═════ SOURCE DATA ═════

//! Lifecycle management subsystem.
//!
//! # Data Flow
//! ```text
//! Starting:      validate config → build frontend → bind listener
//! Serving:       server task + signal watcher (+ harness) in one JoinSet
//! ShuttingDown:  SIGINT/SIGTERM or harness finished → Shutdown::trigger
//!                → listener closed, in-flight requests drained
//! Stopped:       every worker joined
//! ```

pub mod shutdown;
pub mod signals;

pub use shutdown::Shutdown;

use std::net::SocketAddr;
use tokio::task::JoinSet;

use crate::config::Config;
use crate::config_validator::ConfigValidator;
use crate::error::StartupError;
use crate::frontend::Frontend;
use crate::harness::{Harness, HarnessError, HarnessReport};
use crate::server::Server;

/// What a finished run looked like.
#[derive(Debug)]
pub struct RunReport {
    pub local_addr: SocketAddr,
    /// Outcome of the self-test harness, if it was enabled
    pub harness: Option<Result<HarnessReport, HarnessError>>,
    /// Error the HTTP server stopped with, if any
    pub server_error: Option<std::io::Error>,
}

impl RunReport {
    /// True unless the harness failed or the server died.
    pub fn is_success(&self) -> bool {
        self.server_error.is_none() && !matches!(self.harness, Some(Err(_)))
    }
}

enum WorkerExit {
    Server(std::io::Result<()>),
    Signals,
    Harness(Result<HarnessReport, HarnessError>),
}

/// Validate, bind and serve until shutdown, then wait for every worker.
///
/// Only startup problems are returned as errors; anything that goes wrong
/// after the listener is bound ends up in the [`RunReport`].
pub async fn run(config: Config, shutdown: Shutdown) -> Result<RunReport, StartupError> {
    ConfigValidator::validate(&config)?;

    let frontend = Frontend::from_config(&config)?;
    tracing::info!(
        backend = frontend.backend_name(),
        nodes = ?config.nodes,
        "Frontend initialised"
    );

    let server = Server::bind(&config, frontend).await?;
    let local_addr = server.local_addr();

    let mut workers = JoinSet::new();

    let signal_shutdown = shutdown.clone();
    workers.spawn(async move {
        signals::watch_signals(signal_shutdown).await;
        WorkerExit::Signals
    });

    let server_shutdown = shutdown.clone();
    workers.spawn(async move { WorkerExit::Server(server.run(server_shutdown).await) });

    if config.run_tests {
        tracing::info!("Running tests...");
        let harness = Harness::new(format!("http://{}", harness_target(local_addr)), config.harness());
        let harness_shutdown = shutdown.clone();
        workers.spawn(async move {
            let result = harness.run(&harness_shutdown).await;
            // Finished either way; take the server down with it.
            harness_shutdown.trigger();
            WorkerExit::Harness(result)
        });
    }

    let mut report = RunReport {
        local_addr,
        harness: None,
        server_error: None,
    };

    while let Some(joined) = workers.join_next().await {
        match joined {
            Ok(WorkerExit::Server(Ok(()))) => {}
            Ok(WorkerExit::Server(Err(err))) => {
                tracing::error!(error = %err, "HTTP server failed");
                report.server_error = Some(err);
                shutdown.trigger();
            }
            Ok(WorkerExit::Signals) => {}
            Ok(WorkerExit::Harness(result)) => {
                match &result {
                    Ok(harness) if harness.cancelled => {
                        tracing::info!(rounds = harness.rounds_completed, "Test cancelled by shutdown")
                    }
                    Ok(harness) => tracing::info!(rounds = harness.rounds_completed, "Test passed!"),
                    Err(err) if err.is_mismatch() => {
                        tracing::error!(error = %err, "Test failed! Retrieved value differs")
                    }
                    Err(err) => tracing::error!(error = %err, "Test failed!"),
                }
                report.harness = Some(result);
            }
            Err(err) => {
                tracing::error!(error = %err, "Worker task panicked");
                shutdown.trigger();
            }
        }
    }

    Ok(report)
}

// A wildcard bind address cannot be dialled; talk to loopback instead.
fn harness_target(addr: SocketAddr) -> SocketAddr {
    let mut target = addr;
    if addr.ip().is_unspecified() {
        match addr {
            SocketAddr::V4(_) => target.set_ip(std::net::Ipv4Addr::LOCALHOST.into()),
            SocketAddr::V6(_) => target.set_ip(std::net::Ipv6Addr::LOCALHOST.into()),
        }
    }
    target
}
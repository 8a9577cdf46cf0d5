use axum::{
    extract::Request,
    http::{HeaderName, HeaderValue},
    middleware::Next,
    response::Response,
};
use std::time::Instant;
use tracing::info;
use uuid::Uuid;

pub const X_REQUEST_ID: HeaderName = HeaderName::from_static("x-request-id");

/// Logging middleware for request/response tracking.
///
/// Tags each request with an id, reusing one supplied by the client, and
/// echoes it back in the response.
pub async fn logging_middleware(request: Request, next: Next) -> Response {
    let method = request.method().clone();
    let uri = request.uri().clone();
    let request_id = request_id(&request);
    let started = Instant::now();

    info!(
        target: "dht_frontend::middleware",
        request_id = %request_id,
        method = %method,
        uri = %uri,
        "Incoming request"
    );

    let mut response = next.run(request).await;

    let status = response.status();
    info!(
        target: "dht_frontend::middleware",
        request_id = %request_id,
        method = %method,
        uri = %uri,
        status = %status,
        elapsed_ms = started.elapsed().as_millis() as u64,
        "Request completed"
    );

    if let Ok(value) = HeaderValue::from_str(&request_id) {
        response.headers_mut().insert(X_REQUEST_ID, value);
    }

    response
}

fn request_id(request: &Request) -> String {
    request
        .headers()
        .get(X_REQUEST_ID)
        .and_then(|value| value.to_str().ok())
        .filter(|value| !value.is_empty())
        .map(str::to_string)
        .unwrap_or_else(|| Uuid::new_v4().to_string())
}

═════
═════ SOURCE DATA ═════

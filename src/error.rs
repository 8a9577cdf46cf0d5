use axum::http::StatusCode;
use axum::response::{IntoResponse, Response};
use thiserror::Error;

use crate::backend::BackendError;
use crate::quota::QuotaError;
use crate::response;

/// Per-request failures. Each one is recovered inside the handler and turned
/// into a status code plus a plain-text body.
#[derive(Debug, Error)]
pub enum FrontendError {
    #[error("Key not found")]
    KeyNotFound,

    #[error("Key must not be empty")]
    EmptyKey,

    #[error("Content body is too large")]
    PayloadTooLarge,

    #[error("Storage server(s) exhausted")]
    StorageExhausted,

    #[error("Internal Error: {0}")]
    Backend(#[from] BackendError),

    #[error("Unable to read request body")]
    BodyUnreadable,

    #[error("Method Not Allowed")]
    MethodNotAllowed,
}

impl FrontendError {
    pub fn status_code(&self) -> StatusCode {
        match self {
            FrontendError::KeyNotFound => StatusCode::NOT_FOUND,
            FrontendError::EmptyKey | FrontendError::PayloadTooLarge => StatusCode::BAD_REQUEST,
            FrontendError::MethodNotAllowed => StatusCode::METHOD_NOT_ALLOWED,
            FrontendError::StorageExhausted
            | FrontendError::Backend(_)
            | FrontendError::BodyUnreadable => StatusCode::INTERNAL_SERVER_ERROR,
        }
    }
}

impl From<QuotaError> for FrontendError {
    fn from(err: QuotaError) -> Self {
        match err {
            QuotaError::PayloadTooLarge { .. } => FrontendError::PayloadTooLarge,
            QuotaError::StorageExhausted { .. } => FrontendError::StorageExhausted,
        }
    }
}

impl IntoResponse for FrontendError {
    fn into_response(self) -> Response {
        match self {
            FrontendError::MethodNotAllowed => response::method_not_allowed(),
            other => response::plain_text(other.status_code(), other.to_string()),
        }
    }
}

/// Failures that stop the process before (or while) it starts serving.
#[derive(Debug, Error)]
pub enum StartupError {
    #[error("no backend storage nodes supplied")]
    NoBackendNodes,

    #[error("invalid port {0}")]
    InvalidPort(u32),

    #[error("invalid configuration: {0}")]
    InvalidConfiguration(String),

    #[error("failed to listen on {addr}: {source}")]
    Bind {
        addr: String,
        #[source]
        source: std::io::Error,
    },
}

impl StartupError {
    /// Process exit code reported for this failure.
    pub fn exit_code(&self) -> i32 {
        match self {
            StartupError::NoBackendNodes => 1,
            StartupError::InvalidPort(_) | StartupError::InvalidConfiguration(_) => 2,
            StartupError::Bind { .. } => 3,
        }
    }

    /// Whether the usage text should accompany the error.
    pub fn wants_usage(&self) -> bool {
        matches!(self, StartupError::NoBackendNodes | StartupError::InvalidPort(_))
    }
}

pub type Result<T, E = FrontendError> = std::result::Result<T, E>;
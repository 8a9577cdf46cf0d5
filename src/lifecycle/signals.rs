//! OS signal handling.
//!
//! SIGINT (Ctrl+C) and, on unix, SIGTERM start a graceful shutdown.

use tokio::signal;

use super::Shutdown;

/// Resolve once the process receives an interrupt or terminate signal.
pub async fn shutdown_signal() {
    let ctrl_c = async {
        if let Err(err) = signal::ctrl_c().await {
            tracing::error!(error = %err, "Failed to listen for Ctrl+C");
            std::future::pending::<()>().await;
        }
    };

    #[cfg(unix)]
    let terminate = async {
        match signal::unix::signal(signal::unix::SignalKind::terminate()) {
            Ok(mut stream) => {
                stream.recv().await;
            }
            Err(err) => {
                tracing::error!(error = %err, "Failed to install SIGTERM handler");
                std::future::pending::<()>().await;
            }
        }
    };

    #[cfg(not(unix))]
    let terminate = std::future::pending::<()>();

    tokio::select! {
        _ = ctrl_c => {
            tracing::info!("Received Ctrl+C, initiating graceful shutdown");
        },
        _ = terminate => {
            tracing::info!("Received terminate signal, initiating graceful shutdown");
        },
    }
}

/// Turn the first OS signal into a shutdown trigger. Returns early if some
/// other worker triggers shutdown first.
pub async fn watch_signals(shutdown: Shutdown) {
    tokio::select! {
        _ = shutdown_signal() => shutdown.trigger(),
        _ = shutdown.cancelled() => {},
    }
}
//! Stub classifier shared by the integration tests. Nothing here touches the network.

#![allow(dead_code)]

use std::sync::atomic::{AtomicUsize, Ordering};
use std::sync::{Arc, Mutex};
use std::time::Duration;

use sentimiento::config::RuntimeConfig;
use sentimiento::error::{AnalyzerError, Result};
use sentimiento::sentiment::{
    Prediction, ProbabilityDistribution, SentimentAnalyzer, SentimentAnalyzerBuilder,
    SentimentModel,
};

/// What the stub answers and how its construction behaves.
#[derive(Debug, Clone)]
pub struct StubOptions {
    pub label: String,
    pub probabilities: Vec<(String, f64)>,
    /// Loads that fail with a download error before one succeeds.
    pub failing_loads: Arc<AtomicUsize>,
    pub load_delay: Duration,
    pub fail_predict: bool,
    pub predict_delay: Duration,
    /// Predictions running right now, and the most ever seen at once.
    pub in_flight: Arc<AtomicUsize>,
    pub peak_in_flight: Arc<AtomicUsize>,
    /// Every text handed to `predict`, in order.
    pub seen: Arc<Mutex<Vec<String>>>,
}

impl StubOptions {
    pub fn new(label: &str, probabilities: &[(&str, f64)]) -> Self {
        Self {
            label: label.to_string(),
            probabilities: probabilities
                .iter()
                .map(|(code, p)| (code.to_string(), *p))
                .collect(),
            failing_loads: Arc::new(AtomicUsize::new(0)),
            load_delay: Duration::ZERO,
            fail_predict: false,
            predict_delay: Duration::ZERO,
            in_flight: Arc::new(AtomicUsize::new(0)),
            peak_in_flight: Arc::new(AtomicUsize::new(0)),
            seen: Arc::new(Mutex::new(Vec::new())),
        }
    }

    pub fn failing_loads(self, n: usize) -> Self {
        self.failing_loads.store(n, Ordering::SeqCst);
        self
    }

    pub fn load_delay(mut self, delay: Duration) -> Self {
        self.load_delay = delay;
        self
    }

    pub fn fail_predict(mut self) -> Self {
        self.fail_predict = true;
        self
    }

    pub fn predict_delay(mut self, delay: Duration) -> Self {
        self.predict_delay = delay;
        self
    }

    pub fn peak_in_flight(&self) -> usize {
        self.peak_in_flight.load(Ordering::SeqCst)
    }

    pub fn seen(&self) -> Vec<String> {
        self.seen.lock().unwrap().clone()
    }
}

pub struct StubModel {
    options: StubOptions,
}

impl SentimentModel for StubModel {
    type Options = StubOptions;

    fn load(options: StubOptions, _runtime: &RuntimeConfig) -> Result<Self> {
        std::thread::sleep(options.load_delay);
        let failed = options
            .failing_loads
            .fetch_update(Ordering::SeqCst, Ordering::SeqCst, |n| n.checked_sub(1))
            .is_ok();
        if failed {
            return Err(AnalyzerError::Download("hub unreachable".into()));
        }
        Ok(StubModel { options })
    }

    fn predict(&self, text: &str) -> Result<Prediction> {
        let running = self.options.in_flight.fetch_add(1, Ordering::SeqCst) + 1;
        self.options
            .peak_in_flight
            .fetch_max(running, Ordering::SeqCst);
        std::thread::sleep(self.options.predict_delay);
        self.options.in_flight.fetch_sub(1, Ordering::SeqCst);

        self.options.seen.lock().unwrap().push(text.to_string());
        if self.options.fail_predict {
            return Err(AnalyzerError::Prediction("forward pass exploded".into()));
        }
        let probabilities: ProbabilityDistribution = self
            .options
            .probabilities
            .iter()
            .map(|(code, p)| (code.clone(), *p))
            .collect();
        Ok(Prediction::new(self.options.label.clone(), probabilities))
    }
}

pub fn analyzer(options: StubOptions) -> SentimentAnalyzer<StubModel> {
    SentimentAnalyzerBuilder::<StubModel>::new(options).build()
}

═════
═════ SOURCE DATA ═════

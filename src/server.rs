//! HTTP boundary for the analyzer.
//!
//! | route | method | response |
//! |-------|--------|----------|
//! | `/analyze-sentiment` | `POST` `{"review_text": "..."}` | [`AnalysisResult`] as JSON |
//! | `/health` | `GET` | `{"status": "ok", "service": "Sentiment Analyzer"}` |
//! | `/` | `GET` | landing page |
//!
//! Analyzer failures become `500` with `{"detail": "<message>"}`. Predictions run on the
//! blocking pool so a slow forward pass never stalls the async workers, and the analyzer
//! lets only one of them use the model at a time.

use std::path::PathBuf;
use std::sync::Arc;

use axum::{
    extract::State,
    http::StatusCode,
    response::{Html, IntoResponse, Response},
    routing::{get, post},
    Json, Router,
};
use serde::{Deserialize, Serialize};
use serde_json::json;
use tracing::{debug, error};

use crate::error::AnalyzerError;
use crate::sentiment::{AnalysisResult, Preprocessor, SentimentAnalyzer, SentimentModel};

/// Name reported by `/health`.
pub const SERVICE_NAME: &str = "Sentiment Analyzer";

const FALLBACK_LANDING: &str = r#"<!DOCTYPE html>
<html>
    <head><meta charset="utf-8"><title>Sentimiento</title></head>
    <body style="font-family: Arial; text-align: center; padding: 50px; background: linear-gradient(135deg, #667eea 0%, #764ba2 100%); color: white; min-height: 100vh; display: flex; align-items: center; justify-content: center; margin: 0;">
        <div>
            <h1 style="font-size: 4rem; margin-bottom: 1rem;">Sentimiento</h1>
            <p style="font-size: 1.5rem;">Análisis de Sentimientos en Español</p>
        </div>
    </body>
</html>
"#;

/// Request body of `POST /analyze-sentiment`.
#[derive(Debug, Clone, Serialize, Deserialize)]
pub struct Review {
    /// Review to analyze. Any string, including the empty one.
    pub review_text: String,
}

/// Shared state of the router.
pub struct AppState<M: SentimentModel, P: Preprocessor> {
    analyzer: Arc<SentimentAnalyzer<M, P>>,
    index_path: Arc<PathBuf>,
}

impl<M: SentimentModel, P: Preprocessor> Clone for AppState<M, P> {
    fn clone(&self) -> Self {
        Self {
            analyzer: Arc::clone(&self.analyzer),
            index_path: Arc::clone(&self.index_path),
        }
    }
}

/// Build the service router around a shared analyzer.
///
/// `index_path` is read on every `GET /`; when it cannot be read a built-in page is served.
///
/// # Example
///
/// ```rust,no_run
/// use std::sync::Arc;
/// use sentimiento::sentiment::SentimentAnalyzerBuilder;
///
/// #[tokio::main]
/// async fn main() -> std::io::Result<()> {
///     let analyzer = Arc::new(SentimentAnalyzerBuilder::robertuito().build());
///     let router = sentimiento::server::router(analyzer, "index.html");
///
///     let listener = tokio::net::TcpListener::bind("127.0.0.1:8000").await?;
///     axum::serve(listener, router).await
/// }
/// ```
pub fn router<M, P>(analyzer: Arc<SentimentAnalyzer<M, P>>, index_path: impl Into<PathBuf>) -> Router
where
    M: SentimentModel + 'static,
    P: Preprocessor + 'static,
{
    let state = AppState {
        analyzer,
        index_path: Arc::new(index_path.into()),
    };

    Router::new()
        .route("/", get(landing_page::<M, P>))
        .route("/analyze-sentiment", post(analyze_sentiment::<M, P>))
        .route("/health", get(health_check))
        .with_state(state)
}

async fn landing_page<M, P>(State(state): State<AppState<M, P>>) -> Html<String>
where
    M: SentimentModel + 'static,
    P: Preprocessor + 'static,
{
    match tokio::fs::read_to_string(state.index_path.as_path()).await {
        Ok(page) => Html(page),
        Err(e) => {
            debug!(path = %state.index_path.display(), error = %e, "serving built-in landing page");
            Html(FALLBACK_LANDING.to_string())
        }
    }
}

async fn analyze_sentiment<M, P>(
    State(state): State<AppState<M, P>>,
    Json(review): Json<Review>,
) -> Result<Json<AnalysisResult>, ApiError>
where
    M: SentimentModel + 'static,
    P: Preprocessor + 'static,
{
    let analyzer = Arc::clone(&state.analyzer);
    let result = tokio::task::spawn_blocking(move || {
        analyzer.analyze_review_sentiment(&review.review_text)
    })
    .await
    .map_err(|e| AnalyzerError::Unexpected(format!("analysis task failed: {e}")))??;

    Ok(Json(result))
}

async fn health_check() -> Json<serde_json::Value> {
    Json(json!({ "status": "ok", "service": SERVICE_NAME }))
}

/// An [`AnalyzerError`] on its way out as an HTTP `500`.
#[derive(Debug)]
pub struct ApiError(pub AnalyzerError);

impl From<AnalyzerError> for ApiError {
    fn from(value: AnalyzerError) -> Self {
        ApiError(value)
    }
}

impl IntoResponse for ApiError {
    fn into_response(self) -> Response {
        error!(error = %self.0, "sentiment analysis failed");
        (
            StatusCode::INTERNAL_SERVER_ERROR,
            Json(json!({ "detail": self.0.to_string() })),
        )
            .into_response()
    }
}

═════

Look back at the entries above and repeat, unchanged, every line from the line holding "Lifecycle management subsystem." through the line holding "use crate::config_validator::ConfigValidator;".

#### RESPONSE FOR THIS EXERCISE
//! Lifecycle management subsystem.
//!
//! # Data Flow
//! ```text
//! Starting:      validate config → build frontend → bind listener
//! Serving:       server task + signal watcher (+ harness) in one JoinSet
//! ShuttingDown:  SIGINT/SIGTERM or harness finished → Shutdown::trigger
//!                → listener closed, in-flight requests drained
//! Stopped:       every worker joined
//! ```

pub mod shutdown;
pub mod signals;

pub use shutdown::Shutdown;

use std::net::SocketAddr;
use tokio::task::JoinSet;

use crate::config::Config;
use crate::config_validator::ConfigValidator;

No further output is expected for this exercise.